Sweet baby girl, please know that you are beautiful and smart.  Beauty is not measured in the size of your waist or the number on a scale.  It is measured by what's on the inside...and I promise to raise you to recognize that and not worry about the rest.  And I, in turn, will work on accepting what my shell looks like and focus mostly on what's on the inside.

 

Saturday, June 18, 2011

9 months

Holy Moly....I can't even believe how long it has been since I have written anything!  Not that I have anything ground-breaking to share, but I had committed to keeping this up to date for family and friends who live far away so I need to keep up!!!

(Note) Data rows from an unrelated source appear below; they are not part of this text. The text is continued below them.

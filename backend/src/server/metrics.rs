//! Optional Prometheus middleware exposing `/metrics`.

use std::sync::Arc;

use actix_service::{
    Service, ServiceExt as _, Transform,
    boxed::{self, BoxService},
};
use actix_web::body::{BoxBody, MessageBody};
use actix_web::dev::{ServiceRequest, ServiceResponse};
use actix_web::middleware::Compat;
use actix_web_prom::{PrometheusMetrics, PrometheusMetricsBuilder};
use futures_util::future::LocalBoxFuture;

/// Metric name prefix for request counters and histograms.
const NAMESPACE: &str = "logistics_api";

/// Build the Prometheus middleware serving `/metrics`.
///
/// # Errors
/// Returns [`std::io::Error`] when the default registry rejects the metrics.
pub(crate) fn prometheus() -> std::io::Result<PrometheusMetrics> {
    PrometheusMetricsBuilder::new(NAMESPACE)
        .endpoint("/metrics")
        .build()
        .map_err(|err| std::io::Error::other(format!("configure Prometheus metrics: {err}")))
}

/// Middleware that is either Prometheus or a pass-through, with one concrete
/// service type in both cases so the app type does not depend on the choice.
#[derive(Clone)]
pub(crate) enum MetricsLayer {
    Enabled(Arc<PrometheusMetrics>),
    Disabled,
}

impl MetricsLayer {
    #[must_use]
    pub(crate) fn from_option(metrics: Option<PrometheusMetrics>) -> Self {
        metrics.map_or(Self::Disabled, |metrics| Self::Enabled(Arc::new(metrics)))
    }
}

type BoxedService = BoxService<ServiceRequest, ServiceResponse<BoxBody>, actix_web::Error>;

impl<S, B> Transform<S, ServiceRequest> for MetricsLayer
where
    S: Service<ServiceRequest, Response = ServiceResponse<B>, Error = actix_web::Error> + 'static,
    B: MessageBody + 'static,
{
    type Response = ServiceResponse<BoxBody>;
    type Error = actix_web::Error;
    type InitError = ();
    type Transform = BoxedService;
    type Future = LocalBoxFuture<'static, Result<Self::Transform, Self::InitError>>;

    fn new_transform(&self, service: S) -> Self::Future {
        match self {
            Self::Enabled(metrics) => {
                let fut = Compat::new(PrometheusMetrics::clone(metrics)).new_transform(service);
                Box::pin(async move { Ok(boxed::service(fut.await?)) })
            }
            Self::Disabled => {
                let svc = service.map(ServiceResponse::map_into_boxed_body);
                Box::pin(async move { Ok(boxed::service(svc)) })
            }
        }
    }
}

And now I say, DAMN IT!  I started this last weekend...but then life happened.  And here it is, a whole week later and I'm still not sure I'll be able to finish this post tonight!

Here goes nothin'...

This little lady is amazing.  Crawling.  Standing while holding on to something.  Trying with all her might to pull to stand.  Chucking her pacifier out of her crib to get us to come back in just one more time.  Amazing, I tell you.  Just amazing.

Life has been busy, to say the least.  My job has been extremely demanding this month.  I hate every June at my job, but this one takes the cake.  And we're only half-way through!  And Eric's schedule continues to be extremely helpful yet extremely difficult.  And this week we found out that our amazing Miss Ronda is moving at the end of July.  And so we start the hunt for a new daycare once again.  What I wouldn't give to be independently wealthy so that I could stay home and play with that amazing gal every single day.

Since I'm in a bit of a grumpy place, again, I'm going to zip it and just share some photos. 

Riding her new toy

Learning to stand!

 Swinging with Dad

An older one, but so cute....Mother's Day

First trip to the pool, thanks Janet!